The book, Careful, Beauties Ahead! My Year with the Ultra-Orthodox, is the latest in Tenenbom’s oeuvre of witty creative nonfiction.

The book is a mix of social anthropology and memoir. Throughout the labyrinthine storytelling, this reader was captivated by the author’s encounters with clandestine ultra-Orthodox Jewish sects usually viewed as one large community. They are not all alike. They do not observe Jewish law alike, share loyalties to the same rabbis, the women are not all Stepford wives, and some adults live on the brink of walking out of the community.

Tenenbom brashly encounters ultra-Orthodox men and women on the streets, in their schools, synagogues, and homes to regenerate his youthful memories. His roots are among the ultra-Orthodox. He was born, raised, and educated as one of them for his first 17 years. He dressed in black and spent days and nights learning Torah. He left everything behind for adventures in the secular world; he forged a life in journalism and literature, watching the beauties on the streets while fressing in European and American cafés. He achieved the renown and the pleasure he was after. But his fond memories from Jerusalem and Bnei Brak, home to the ultra-Orthodox, were indelible.

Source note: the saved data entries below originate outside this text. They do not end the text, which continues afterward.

use std::collections::VecDeque;
use std::io::{self, BufRead, Write};

/// Line-oriented console the game talks to.
///
/// Implemented over the real terminal by [`StdConsole`] and over a fixed
/// script by [`ScriptedConsole`].
pub trait Console {
	/// Prints `prompt` and reads one line, without its line terminator.
	///
	/// Returns `Ok(None)` at end of input.
	fn read_line(&mut self, prompt: &str) -> io::Result<Option<String>>;

	/// Prints one full line.
	fn write_line(&mut self, line: &str) -> io::Result<()>;

	/// Reads a line and trims it. End of input reads as an empty line.
	fn ask(&mut self, prompt: &str) -> io::Result<String> {
		Ok(self.read_line(prompt)?.map(|line| line.trim().to_owned()).unwrap_or_default())
	}

	/// Waits for the player to press Enter.
	fn pause(&mut self, prompt: &str) -> io::Result<()> {
		self.read_line(prompt).map(|_| ())
	}
}

/// Console over the process stdin/stdout.
pub struct StdConsole {
	stdin: io::StdinLock<'static>,
	stdout: io::Stdout,
}

impl StdConsole {
	pub fn new() -> Self {
		Self {
			stdin: io::stdin().lock(),
			stdout: io::stdout(),
		}
	}
}

impl Default for StdConsole {
	fn default() -> Self {
		Self::new()
	}
}

impl Console for StdConsole {
	fn read_line(&mut self, prompt: &str) -> io::Result<Option<String>> {
		write!(self.stdout, "{prompt}")?;
		self.stdout.flush()?;

		let mut line = String::new();
		if self.stdin.read_line(&mut line)? == 0 {
			// Keep the transcript on its own line once input is closed
			writeln!(self.stdout)?;
			return Ok(None);
		}
		Ok(Some(line.trim_end_matches(['\r', '\n']).to_owned()))
	}

	fn write_line(&mut self, line: &str) -> io::Result<()> {
		writeln!(self.stdout, "{line}")
	}
}

/// Console replaying a fixed list of input lines and recording output.
///
/// Once the script runs out every read returns end of input.
#[derive(Debug, Default)]
pub struct ScriptedConsole {
	input: VecDeque<String>,
	prompts: Vec<String>,
	output: Vec<String>,
}

impl ScriptedConsole {
	pub fn new<I>(input: I) -> Self
	where
		I: IntoIterator,
		I::Item: Into<String>,
	{
		Self {
			input: input.into_iter().map(Into::into).collect(),
			prompts: Vec::new(),
			output: Vec::new(),
		}
	}

	/// Every line written so far.
	pub fn output(&self) -> &[String] {
		&self.output
	}

	/// Every prompt shown so far.
	pub fn prompts(&self) -> &[String] {
		&self.prompts
	}

	/// Input lines not consumed yet.
	pub fn remaining_input(&self) -> usize {
		self.input.len()
	}

	/// `true` if some written line contains `needle`.
	pub fn printed(&self, needle: &str) -> bool {
		self.output.iter().any(|line| line.contains(needle))
	}
}

impl Console for ScriptedConsole {
	fn read_line(&mut self, prompt: &str) -> io::Result<Option<String>> {
		self.prompts.push(prompt.to_owned());
		Ok(self.input.pop_front())
	}

	fn write_line(&mut self, line: &str) -> io::Result<()> {
		self.output.push(line.to_owned());
		Ok(())
	}
}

Now he tries to go home in search of roots and community. Tenenbom immerses himself for a year among the ultra-Orthodox. The book is packed with his insights and revelations. We learn a lot about him but more about the lives and organization of the ultra-Orthodox. Doors open for him because of his arcanum [specialized knowledge], affability, and fluency in ancient Yiddish, the first language of the ultra-Orthodox. He finds the people friendly and generally happy with their lives; their bellies are full of delicious homemade traditional European Jewish foods made by grateful wives who derive pleasure from their roles. Looking back, he ruminates, “These kids of Mea She’arim, who sometimes look like tough kids, are awesomely sweet.”

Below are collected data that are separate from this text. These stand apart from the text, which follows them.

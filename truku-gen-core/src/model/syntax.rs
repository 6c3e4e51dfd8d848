use std::fmt;
use std::str::FromStr;

use log::debug;
use serde::{Deserialize, Serialize};

use crate::error::{Error, Result};

/// Default question marker.
pub const DEFAULT_QUESTION_MARKER: &str = "ka";

/// Basic clause word order.
#[derive(Serialize, Deserialize, Clone, Copy, Debug, Default, PartialEq, Eq)]
pub enum WordOrder {
	/// Verb, object, subject. Truku leans this way.
	#[default]
	Vos,
	Svo,
	Sov,
	Vso,
}

impl WordOrder {
	pub const ALL: [WordOrder; 4] = [WordOrder::Vos, WordOrder::Svo, WordOrder::Sov, WordOrder::Vso];

	/// Places the three slots in this order.
	fn arrange<'a>(&self, subject: &'a str, verb: &'a str, object: &'a str) -> [&'a str; 3] {
		match self {
			WordOrder::Vos => [verb, object, subject],
			WordOrder::Svo => [subject, verb, object],
			WordOrder::Sov => [subject, object, verb],
			WordOrder::Vso => [verb, subject, object],
		}
	}
}

impl FromStr for WordOrder {
	type Err = Error;

	/// Accepts exactly `VOS`, `SVO`, `SOV` or `VSO`.
	fn from_str(s: &str) -> Result<Self> {
		match s {
			"VOS" => Ok(WordOrder::Vos),
			"SVO" => Ok(WordOrder::Svo),
			"SOV" => Ok(WordOrder::Sov),
			"VSO" => Ok(WordOrder::Vso),
			_ => Err(Error::UnknownWordOrder(s.to_owned())),
		}
	}
}

impl fmt::Display for WordOrder {
	fn fmt(&self, f: &mut fmt::Formatter<'_>) -> fmt::Result {
		f.write_str(match self {
			WordOrder::Vos => "VOS",
			WordOrder::Svo => "SVO",
			WordOrder::Sov => "SOV",
			WordOrder::Vso => "VSO",
		})
	}
}

/// Word order and question marker used to assemble sentences.
#[derive(Serialize, Deserialize, Clone, Debug, PartialEq, Eq)]
pub struct SyntaxTemplate {
	word_order: WordOrder,
	question_marker: String,
}

impl Default for SyntaxTemplate {
	fn default() -> Self {
		Self {
			word_order: WordOrder::default(),
			question_marker: DEFAULT_QUESTION_MARKER.to_owned(),
		}
	}
}

impl SyntaxTemplate {
	pub fn word_order(&self) -> WordOrder {
		self.word_order
	}

	pub fn question_marker(&self) -> &str {
		&self.question_marker
	}

	/// Sets the word order from a token. Anything but the four known orders is
	/// ignored and the current order kept.
	///
	/// Returns `true` if the token was accepted.
	pub fn set_word_order(&mut self, token: &str) -> bool {
		match token.parse::<WordOrder>() {
			Ok(order) => {
				debug!("word order {} -> {}", self.word_order, order);
				self.word_order = order;
				true
			}
			Err(_) => false,
		}
	}

	/// Sets the question marker. An empty marker keeps the current one.
	pub fn set_question_marker(&mut self, marker: &str) -> bool {
		if marker.is_empty() {
			return false;
		}
		debug!("question marker '{}' -> '{}'", self.question_marker, marker);
		self.question_marker = marker.to_owned();
		true
	}

	/// Arranges subject, verb and object according to the word order.
	///
	/// Empty slots are skipped and the remaining words joined by single
	/// spaces, so an empty object never leaves a double or trailing space.
	pub fn generate_sentence(&self, subject: &str, verb: &str, object: &str) -> String {
		self.word_order
			.arrange(subject.trim(), verb.trim(), object.trim())
			.into_iter()
			.filter(|word| !word.is_empty())
			.collect::<Vec<_>>()
			.join(" ")
	}

	/// Appends the question marker as a trailing word to a declarative sentence.
	pub fn question_form(&self, sentence: &str) -> String {
		format!("{} {}", sentence, self.question_marker)
	}
}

 IN STREIMEL: Having grown up in Bnei Brak, Tenonbom speaks haredi Yiddish fluently. (credit: Izzy Tenonbom)
IN STREIMEL: Having grown up in Bnei Brak, Tenonbom speaks haredi Yiddish fluently. (credit: Izzy Tenonbom)

Know thy enemy

Angry secularists hate the ultra-Orthodox but will gain insights from Tenenbom’s 551-page book. Enemies see the ultra-Orthodox as block voters who portray themselves as victims of the secularists (Zionists) trying to drive godliness out of them. The ultra-Orthodox generally reject modernism, secular education, most technology, and any language other than old-world Yiddish. Independent thinking is forbidden.

He explores how some in the community despise the government, the IDF, and the police. They fear that a satanic cabal is trying to persuade the ultra-Orthodox to become secularists by threatening to cut off yeshiva subsidies, force religious children to spend time on secular studies, speak Hebrew, chastise religious men to work for a living where they will mix with non-religious people in workplaces, on trains, and buses, and be enticed away from Torah study.

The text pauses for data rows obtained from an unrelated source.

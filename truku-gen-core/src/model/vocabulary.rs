use std::fmt;

use log::debug;
use rand::Rng;
use rand::seq::IndexedRandom;
use serde::{Deserialize, Serialize};

/// Vocabulary bucket a word lives in.
#[derive(Serialize, Deserialize, Clone, Copy, Debug, PartialEq, Eq, Hash)]
pub enum Category {
	Unclassified,
	Verb,
	Noun,
}

impl fmt::Display for Category {
	fn fmt(&self, f: &mut fmt::Formatter<'_>) -> fmt::Result {
		f.write_str(match self {
			Category::Unclassified => "unclassified",
			Category::Verb => "verb",
			Category::Noun => "noun",
		})
	}
}

/// Generated words sorted into buckets, each keeping insertion order.
///
/// Words enter as `Unclassified`, are reclassified once into `Verb` or
/// `Noun`, and are then only read.
#[derive(Serialize, Deserialize, Clone, Debug, Default, PartialEq, Eq)]
pub struct Vocabulary {
	unclassified: Vec<String>,
	verbs: Vec<String>,
	nouns: Vec<String>,
}

impl Vocabulary {
	pub fn new() -> Self {
		Self::default()
	}

	pub fn words(&self, category: Category) -> &[String] {
		match category {
			Category::Unclassified => &self.unclassified,
			Category::Verb => &self.verbs,
			Category::Noun => &self.nouns,
		}
	}

	pub fn push(&mut self, category: Category, word: String) {
		self.bucket_mut(category).push(word);
	}

	/// Moves every unclassified word into `Verb` or `Noun` with a fair coin
	/// flip per word, then empties the unclassified bucket.
	pub fn reclassify<R: Rng + ?Sized>(&mut self, rng: &mut R) {
		for word in std::mem::take(&mut self.unclassified) {
			let category = if rng.random_bool(0.5) { Category::Verb } else { Category::Noun };
			debug!("'{word}' classified as {category}");
			self.bucket_mut(category).push(word);
		}
	}

	/// A uniformly chosen word of the given category, if the bucket is not empty.
	pub fn sample<R: Rng + ?Sized>(&self, category: Category, rng: &mut R) -> Option<&str> {
		self.words(category).choose(rng).map(String::as_str)
	}

	fn bucket_mut(&mut self, category: Category) -> &mut Vec<String> {
		match category {
			Category::Unclassified => &mut self.unclassified,
			Category::Verb => &mut self.verbs,
			Category::Noun => &mut self.nouns,
		}
	}
}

Drafting ultra-Orthodox students into the military is to force them to forsake their godly ways and beliefs. They would rather die at the hands of Jew-haters and the Zionists if that is God’s decree.

Tenenbom writes, “Jews have been saved from total annihilation, they taught me,” by not forsaking Yiddish, black and white clothes, keeping the Sabbath, and believing their rabbis speak with and sometimes holier than God’s word. While not everyone believes to the extreme of many ultra-Orthodox that “Zionists are not Jews,” the larger community acquiesces and remains silent. Extreme believers garner gravitas and chutzpa from the silent majority who fear for their personal safety, ex-communication, having their children outcast from schools, and daughters and wives shunned.

About 130 of Israel’s economists and 73 professors released a letter in May characterizing haredim as an existential threat to Israel. Haredim scantily contribute to the nation’s economy and its military defense. “There are no dogs…And no Progressives” in this community.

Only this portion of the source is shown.